The answer depends on what you want to do.
If you have one or more molecules and a single query and you want to know if
the query matches any the molecules, the fastest approach is just to do the
substructure search (the time required to generate the fingerprints is larger
than the time to do the individual search).
If you have a set of molecules you would like to search through using multiple
queries or a set that is relatively static that you'd be searching through more
than once, you have a variety of options. I'm going to run through some of the
options from Python. If you want to do the same thing in C++ or Java, I can
provide a separate answer for that.
-----------------------------
1) Install postgresql and the RDKit postgresql cartridge and use that to do the
searches.

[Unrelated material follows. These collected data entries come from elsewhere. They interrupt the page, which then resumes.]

//! データセットのアノテーションファイルを読み込むモジュール
//!
//! 1行1画像で `<image_path> <xmin,ymin,xmax,ymax,class> ...` の形式です。

use std::fs;
use std::path::{Path, PathBuf};

use crate::error::{EvalError, Result};

/// 正解ボックス
#[derive(Debug, Clone, Copy, PartialEq, Eq)]
pub struct GroundTruthBox {
    pub x1: i32,
    pub y1: i32,
    pub x2: i32,
    pub y2: i32,
    pub class: usize,
}

/// アノテーション1行分
#[derive(Debug, Clone, PartialEq)]
pub struct AnnotationEntry {
    pub image_path: PathBuf,
    pub boxes: Vec<GroundTruthBox>,
}

impl AnnotationEntry {
    /// 画像のファイル名
    pub fn image_name(&self) -> String {
        self.image_path
            .file_name()
            .map(|n| n.to_string_lossy().into_owned())
            .unwrap_or_default()
    }
}

fn parse_box(field: &str, line_no: usize, num_classes: usize) -> Result<GroundTruthBox> {
    let values = field
        .split(',')
        .map(|v| {
            v.parse::<i32>()
                .map_err(|e| EvalError::parse(line_no, format!("invalid box value {:?}: {}", v, e)))
        })
        .collect::<Result<Vec<i32>>>()?;

    let &[x1, y1, x2, y2, class] = values.as_slice() else {
        return Err(EvalError::parse(
            line_no,
            format!("box {:?} has {} fields, expected 5", field, values.len()),
        ));
    };

    if class < 0 || class as usize >= num_classes {
        return Err(EvalError::parse(
            line_no,
            format!("class index {} is outside [0, {})", class, num_classes),
        ));
    }
    Ok(GroundTruthBox { x1, y1, x2, y2, class: class as usize })
}

/// アノテーション1行を解析します。
///
/// # Args
/// * `line` - 解析する行
/// * `line_no` - エラー表示用の行番号 (1始まり)
/// * `num_classes` - クラス数
///
/// # Return
/// * 空行ならNone
pub fn parse_line(
    line: &str,
    line_no: usize,
    num_classes: usize,
) -> Result<Option<AnnotationEntry>> {
    let mut fields = line.split_whitespace();
    let Some(image_path) = fields.next() else {
        return Ok(None);
    };
    let boxes = fields
        .map(|f| parse_box(f, line_no, num_classes))
        .collect::<Result<Vec<_>>>()?;

    Ok(Some(AnnotationEntry { image_path: PathBuf::from(image_path), boxes }))
}

/// アノテーションファイル全体を読み込みます。
pub fn read_annotations<P: AsRef<Path>>(
    path: P,
    num_classes: usize,
) -> Result<Vec<AnnotationEntry>> {
    let text = fs::read_to_string(path)?;
    let mut entries = vec![];
    for (i, line) in text.lines().enumerate() {
        if let Some(entry) = parse_line(line, i + 1, num_classes)? {
            entries.push(entry);
        }
    }
    Ok(entries)
}
//! 評価処理で発生するエラーを定義するモジュール

use std::path::PathBuf;

use thiserror::Error;

/// 評価処理のエラー
#[derive(Debug, Error)]
pub enum EvalError {
    /// アノテーション行の書式が不正
    #[error("annotation line {line}: {msg}")]
    Parse { line: usize, msg: String },

    /// 設定値やテンソル形状の不整合
    #[error("config error: {0}")]
    Config(String),

    #[error(transparent)]
    Io(#[from] std::io::Error),

    /// 画像の読み込みに失敗
    #[error("failed to read image {path}: {source}")]
    Image {
        path: PathBuf,
        #[source]
        source: image::ImageError,
    },

    /// 推論結果アーカイブの不備
    #[error("prediction archive: {0}")]
    Archive(String),

    #[error("resize failed: {0}")]
    Resize(String),
}

impl EvalError {
    pub(crate) fn config(msg: impl Into<String>) -> Self {
        Self::Config(msg.into())
    }

    pub(crate) fn parse(line: usize, msg: impl Into<String>) -> Self {
        Self::Parse { line, msg: msg.into() }
    }
}

pub type Result<T> = std::result::Result<T, EvalError>;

This is heavyweight, but gets you something that's flexible,
relatively easy to use, and quite suited for dealing with millions of molecules.

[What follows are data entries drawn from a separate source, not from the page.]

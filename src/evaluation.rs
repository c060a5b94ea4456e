//! データセット全体に対して評価を行うモジュール
//!
//! 画像ごとに `ground-truth/<n>.txt` と `predicted/<n>.txt` を書き出します。

use std::fs::{self, File};
use std::io::{BufWriter, Write};
use std::path::Path;

use image::DynamicImage;
use log::{debug, info, warn};
use rusttype::Font;

use crate::annotation::{read_annotations, AnnotationEntry, GroundTruthBox};
use crate::config::EvalConfig;
use crate::decode::BoxDecoder;
use crate::detection_result::FinalBox;
use crate::detector::Detector;
use crate::error::{EvalError, Result};
use crate::img_proc;
use crate::nms::NonMaxSuppressor;
use crate::postprocess::BoxPostprocessor;

/// 評価結果の集計
#[derive(Debug, Clone, Copy, Default, PartialEq, Eq)]
pub struct EvalSummary {
    pub images: usize,
    pub skipped: usize,
    pub ground_truth_boxes: usize,
    pub predicted_boxes: usize,
}

/// ディレクトリを空にして作り直します。
fn recreate_dir(path: &Path) -> Result<()> {
    if path.exists() {
        fs::remove_dir_all(path)?;
    }
    fs::create_dir_all(path)?;
    Ok(())
}

/// 評価を行う構造体
pub struct Evaluator<D: Detector> {
    config: EvalConfig,
    detector: D,
    decoder: BoxDecoder,
    postprocessor: BoxPostprocessor,
    nms: NonMaxSuppressor,
    font: Option<Font<'static>>,
}

impl<D: Detector> Evaluator<D> {
    /// 新しい `Evaluator` を作成します。
    ///
    /// # Args
    /// * `config` - 評価の設定
    /// * `detector` - 推論器
    pub fn new(config: EvalConfig, detector: D) -> Result<Self> {
        config.validate()?;

        let decoder = BoxDecoder::new(config.anchors.clone(), config.num_classes());
        let postprocessor = BoxPostprocessor::new(
            config.input_size,
            config.score_threshold,
            config.max_box_scale,
        );
        let nms = NonMaxSuppressor::new(config.iou_threshold, config.nms_method);
        let font = match &config.font_path {
            Some(p) if config.write_image_path.is_some() => Some(img_proc::load_font(p)?),
            _ => None,
        };

        Ok(Self { config, detector, decoder, postprocessor, nms, font })
    }

    fn class_name(&self, class: usize) -> Result<&str> {
        self.config
            .class_names
            .get(class)
            .map(String::as_str)
            .ok_or_else(|| EvalError::config(format!("class index {} has no name", class)))
    }

    /// 1枚の画像に対して検出を行います。
    ///
    /// # Args
    /// * `img` - 元画像
    ///
    /// # Return
    /// * 元画像の座標系での最終結果
    pub fn detect(&mut self, img: &DynamicImage) -> Result<Vec<FinalBox>> {
        let input = img_proc::letterbox(img, self.config.input_size)?;
        let outputs = self.detector.infer(&input)?;
        let flat = self.decoder.decode(&outputs)?;
        let filtered = self.postprocessor.process(&flat, img.width(), img.height());
        Ok(self.nms.suppress(&filtered))
    }

    fn write_ground_truth(&self, path: &Path, boxes: &[GroundTruthBox]) -> Result<()> {
        let mut f = BufWriter::new(File::create(path)?);
        for b in boxes {
            let line = format!("{} {} {} {} {}", self.class_name(b.class)?, b.x1, b.y1, b.x2, b.y2);
            writeln!(f, "{}", line)?;
            debug!("\t{}", line);
        }
        f.flush()?;
        Ok(())
    }

    fn write_predictions(&self, path: &Path, boxes: &[FinalBox]) -> Result<()> {
        let mut f = BufWriter::new(File::create(path)?);
        for d in boxes {
            let line = format!(
                "{} {:.4} {} {} {} {}",
                self.class_name(d.class)?,
                d.confidence,
                d.x1 as i32,
                d.y1 as i32,
                d.x2 as i32,
                d.y2 as i32
            );
            writeln!(f, "{}", line)?;
            debug!("\t{}", line);
        }
        f.flush()?;
        Ok(())
    }

    /// 画像を読み込みます。strictでなければ失敗時にNoneを返します。
    fn open_image(&self, entry: &AnnotationEntry) -> Result<Option<DynamicImage>> {
        match image::open(&entry.image_path) {
            Ok(img) => Ok(Some(img)),
            Err(source) => {
                let err = EvalError::Image { path: entry.image_path.clone(), source };
                if self.config.strict {
                    return Err(err);
                }
                warn!("skipping image: {}", err);
                Ok(None)
            }
        }
    }

    /// 1行分のアノテーションを処理します。
    ///
    /// # Args
    /// * `num` - 出力ファイル名に使う番号
    /// * `entry` - アノテーション
    ///
    /// # Return
    /// * 予測ボックスの数。画像を読めなかった場合はNone
    pub fn evaluate_entry(&mut self, num: usize, entry: &AnnotationEntry) -> Result<Option<usize>> {
        let image_name = entry.image_name();

        info!("=> ground truth of {}:", image_name);
        let gt_path = self.config.ground_truth_dir().join(format!("{}.txt", num));
        self.write_ground_truth(&gt_path, &entry.boxes)?;

        info!("=> predict result of {}:", image_name);
        let pred_path = self.config.predicted_dir().join(format!("{}.txt", num));

        let Some(img) = self.open_image(entry)? else {
            self.detector.skip();
            self.write_predictions(&pred_path, &[])?;
            return Ok(None);
        };

        let boxes = self.detect(&img)?;

        if let Some(dir) = &self.config.write_image_path {
            let mut rgb = img.to_rgb8();
            img_proc::draw_bbox(&mut rgb, &boxes, &self.config.class_names, self.font.as_ref());
            let out = dir.join(&image_name);
            rgb.save(&out)
                .map_err(|source| EvalError::Image { path: out.clone(), source })?;
        }

        self.write_predictions(&pred_path, &boxes)?;
        Ok(Some(boxes.len()))
    }

    /// アノテーションファイルに含まれる全画像を評価します。
    ///
    /// 出力ディレクトリは最初に作り直されます。
    pub fn run<P: AsRef<Path>>(&mut self, annotation_path: P) -> Result<EvalSummary> {
        let entries = read_annotations(annotation_path, self.config.num_classes())?;

        recreate_dir(&self.config.predicted_dir())?;
        recreate_dir(&self.config.ground_truth_dir())?;
        if let Some(dir) = &self.config.write_image_path {
            recreate_dir(dir)?;
        }

        let mut summary = EvalSummary::default();
        for (num, entry) in entries.iter().enumerate() {
            summary.images += 1;
            summary.ground_truth_boxes += entry.boxes.len();
            match self.evaluate_entry(num, entry)? {
                Some(n) => summary.predicted_boxes += n,
                None => summary.skipped += 1,
            }
            info!("{} / {}", num + 1, entries.len());
        }

        info!(
            "evaluated {} images ({} skipped), {} ground truth boxes, {} predictions",
            summary.images, summary.skipped, summary.ground_truth_boxes, summary.predicted_boxes
        );
        Ok(summary)
    }
}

-----------------------------
2) Give Riccardo's Chemicallite a
try:http://www.mail-archive.com/[email protected]/msg03077.html
This "cartridge" for sqlite is still in development, but the early results
that Riccardo shows look quite promising.

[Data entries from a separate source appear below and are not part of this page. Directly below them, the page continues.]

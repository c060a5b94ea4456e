use std::fs;
use std::path::Path;

use image::{Rgb, RgbImage};

use yolo_v3_eval::config::{AnchorConfig, EvalConfig};
use yolo_v3_eval::detector::{Detector, PredictionArchive, PredictionRecorder};
use yolo_v3_eval::error::{EvalError, Result};
use yolo_v3_eval::evaluation::{EvalSummary, Evaluator};
use yolo_v3_eval::nms::NmsMethod;
use yolo_v3_eval::tensor::{InputTensor, RawPrediction};

const GRID: usize = 52;
const CHANNELS: usize = 7;

/// ストライド8，アンカー100x100 の1スケール
fn anchors() -> AnchorConfig {
    AnchorConfig::new(vec![8], vec![vec![[100., 100.]]]).unwrap()
}

/// 入力画像上で (100, 100) を中心とする 100x100 の person を1つだけ出す出力
fn person_prediction() -> RawPrediction {
    let mut data = vec![0.; GRID * GRID * CHANNELS];
    // (0.5 + 12) * 8 = 100
    let base = (12 * GRID + 12) * CHANNELS;
    data[base..base + CHANNELS].copy_from_slice(&[0., 0., 0., 0., 0.9, 0.95, 0.1]);
    RawPrediction::new(GRID, GRID, 1, CHANNELS, data).unwrap()
}

struct FixedDetector {
    output: RawPrediction,
    calls: usize,
    skips: usize,
}

impl Detector for FixedDetector {
    fn infer(&mut self, input: &InputTensor) -> Result<Vec<RawPrediction>> {
        assert_eq!(input.size, 416);
        self.calls += 1;
        Ok(vec![self.output.clone()])
    }

    fn skip(&mut self) {
        self.skips += 1;
    }
}

fn write_image(path: &Path, w: u32, h: u32) {
    RgbImage::from_pixel(w, h, Rgb([90, 120, 150])).save(path).unwrap();
}

fn config(out: &Path) -> EvalConfig {
    let mut cfg = EvalConfig::new(anchors(), vec!["person".into(), "car".into()]);
    cfg.output_dir = out.to_path_buf();
    cfg
}

#[test]
fn writes_ground_truth_and_predictions() {
    let dir = tempfile::tempdir().unwrap();
    let img_path = dir.path().join("street.png");
    write_image(&img_path, 416, 416);

    let ann = dir.path().join("val.txt");
    fs::write(
        &ann,
        format!("{} 50,50,150,150,0\n{}\n", img_path.display(), img_path.display()),
    )
    .unwrap();

    let out = dir.path().join("mAP");
    // 前回の結果は消される
    fs::create_dir_all(out.join("predicted")).unwrap();
    fs::write(out.join("predicted").join("99.txt"), "stale").unwrap();

    let detector = FixedDetector { output: person_prediction(), calls: 0, skips: 0 };
    let mut evaluator = Evaluator::new(config(&out), detector).unwrap();
    let summary = evaluator.run(&ann).unwrap();

    assert_eq!(
        summary,
        EvalSummary { images: 2, skipped: 0, ground_truth_boxes: 1, predicted_boxes: 2 }
    );
    assert_eq!(
        fs::read_to_string(out.join("ground-truth/0.txt")).unwrap(),
        "person 50 50 150 150\n"
    );
    assert_eq!(
        fs::read_to_string(out.join("predicted/0.txt")).unwrap(),
        "person 0.8550 50 50 150 150\n"
    );
    // 正解ボックスのない行は空のファイルになる
    assert_eq!(fs::read_to_string(out.join("ground-truth/1.txt")).unwrap(), "");
    assert!(!out.join("predicted/99.txt").exists());
}

#[test]
fn letterboxed_image_maps_back_to_original_coordinates() {
    let dir = tempfile::tempdir().unwrap();
    let img_path = dir.path().join("wide.png");
    // ratio 0.5, 上下に104pxの余白
    write_image(&img_path, 832, 416);

    let detector = FixedDetector { output: person_prediction(), calls: 0, skips: 0 };
    let mut evaluator = Evaluator::new(config(dir.path()), detector).unwrap();
    let boxes = evaluator.detect(&image::open(&img_path).unwrap()).unwrap();

    assert_eq!(boxes.len(), 1);
    let b = boxes[0];
    assert!((b.x1 - 100.).abs() < 1e-3 && (b.x2 - 300.).abs() < 1e-3);
    // 上端 (50 - 104) / 0.5 は負なので0に切り詰める
    assert_eq!(b.y1, 0.);
    assert!((b.y2 - 92.).abs() < 1e-3);
}

#[test]
fn unreadable_image_is_skipped_unless_strict() {
    let dir = tempfile::tempdir().unwrap();
    let ann = dir.path().join("val.txt");
    fs::write(&ann, "missing.jpg 1,2,3,4,1\n").unwrap();
    let out = dir.path().join("mAP");

    let detector = FixedDetector { output: person_prediction(), calls: 0, skips: 0 };
    let mut evaluator = Evaluator::new(config(&out), detector).unwrap();
    let summary = evaluator.run(&ann).unwrap();
    assert_eq!(summary.skipped, 1);
    assert_eq!(fs::read_to_string(out.join("ground-truth/0.txt")).unwrap(), "car 1 2 3 4\n");
    assert_eq!(fs::read_to_string(out.join("predicted/0.txt")).unwrap(), "");

    let mut cfg = config(&out);
    cfg.strict = true;
    let detector = FixedDetector { output: person_prediction(), calls: 0, skips: 0 };
    let err = Evaluator::new(cfg, detector).unwrap().run(&ann).unwrap_err();
    assert!(matches!(err, EvalError::Image { .. }));
}

#[test]
fn malformed_annotation_aborts() {
    let dir = tempfile::tempdir().unwrap();
    let ann = dir.path().join("val.txt");
    fs::write(&ann, "a.jpg 1,2,3,4,0\nb.jpg 1,2,3\n").unwrap();

    let detector = FixedDetector { output: person_prediction(), calls: 0, skips: 0 };
    let err = Evaluator::new(config(&dir.path().join("mAP")), detector)
        .unwrap()
        .run(&ann)
        .unwrap_err();
    assert!(matches!(err, EvalError::Parse { line: 2, .. }));
}

#[test]
fn annotated_images_are_written() {
    let dir = tempfile::tempdir().unwrap();
    let img_path = dir.path().join("frame.png");
    write_image(&img_path, 416, 416);
    let ann = dir.path().join("val.txt");
    fs::write(&ann, format!("{}\n", img_path.display())).unwrap();

    let mut cfg = config(&dir.path().join("mAP"));
    cfg.write_image_path = Some(dir.path().join("detection"));
    cfg.nms_method = NmsMethod::soft_gaussian(0.3);

    let detector = FixedDetector { output: person_prediction(), calls: 0, skips: 0 };
    Evaluator::new(cfg, detector).unwrap().run(&ann).unwrap();

    let drawn = image::open(dir.path().join("detection/frame.png")).unwrap().to_rgb8();
    // person (クラス0) は赤で描かれる
    assert_eq!(*drawn.get_pixel(50, 100), Rgb([255, 0, 0]));
    assert_eq!(*drawn.get_pixel(100, 100), Rgb([90, 120, 150]));
}

#[test]
fn runs_from_a_recorded_archive() {
    let dir = tempfile::tempdir().unwrap();
    let img_path = dir.path().join("street.png");
    write_image(&img_path, 416, 416);
    let ann = dir.path().join("val.txt");
    fs::write(
        &ann,
        format!("{}\nmissing.png\n{}\n", img_path.display(), img_path.display()),
    )
    .unwrap();

    let archive_path = dir.path().join("preds.tar.gz");
    let empty =
        RawPrediction::new(GRID, GRID, 1, CHANNELS, vec![0.; GRID * GRID * CHANNELS]).unwrap();
    let mut rec = PredictionRecorder::create(&archive_path).unwrap();
    rec.push(&[empty.clone()]).unwrap();
    rec.push(&[empty]).unwrap();
    rec.push(&[person_prediction()]).unwrap();
    rec.finish().unwrap();

    let out = dir.path().join("mAP");
    let cfg = config(&out);
    let archive =
        PredictionArchive::open(&archive_path, &cfg.anchors, cfg.input_size, cfg.num_classes())
            .unwrap();
    let summary = Evaluator::new(cfg, archive).unwrap().run(&ann).unwrap();

    assert_eq!(summary.skipped, 1);
    assert_eq!(fs::read_to_string(out.join("predicted/0.txt")).unwrap(), "");
    assert_eq!(
        fs::read_to_string(out.join("predicted/2.txt")).unwrap(),
        "person 0.8550 50 50 150 150\n"
    );
}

-----------------------------
3) Using the pandas integration in the new version of the RDKit, you can easily
work with sets of molecules and do efficient substructure searches:
In [47]: from rdkit.Chem import PandasTools
In [48]: df =
PandasTools.LoadSDF('lopac_pubchem_28March07.sdf',includeFingerprints=True)
len(
In [49]: len(df)
Out[49]: 1232
In [50]: q = Chem.MolFromSmiles('c1nnccc1')
In [51]: subset = ndf[ndf['ROMol']>=q]
In [52]: len(subset)
Out[52]: 6
If you want to use this set of molecules in later python sessions, you can save
the dataframe using python's pickle module.
Needless to say, you'll need to have pandas installed (but it's great to have
installed anyway).
-----------------------------
4) If you want to avoid installing anything extra, you can do the book-keeping
and fingerprint tracking yourself with something like this:
In [63]: ms = [x for x in Chem.SDMolSupplier('lopac_pubchem_28March07.sdf') if
x is not None]
fps
In [64]: fps = [Chem.PatternFingerprint(x) for x in ms]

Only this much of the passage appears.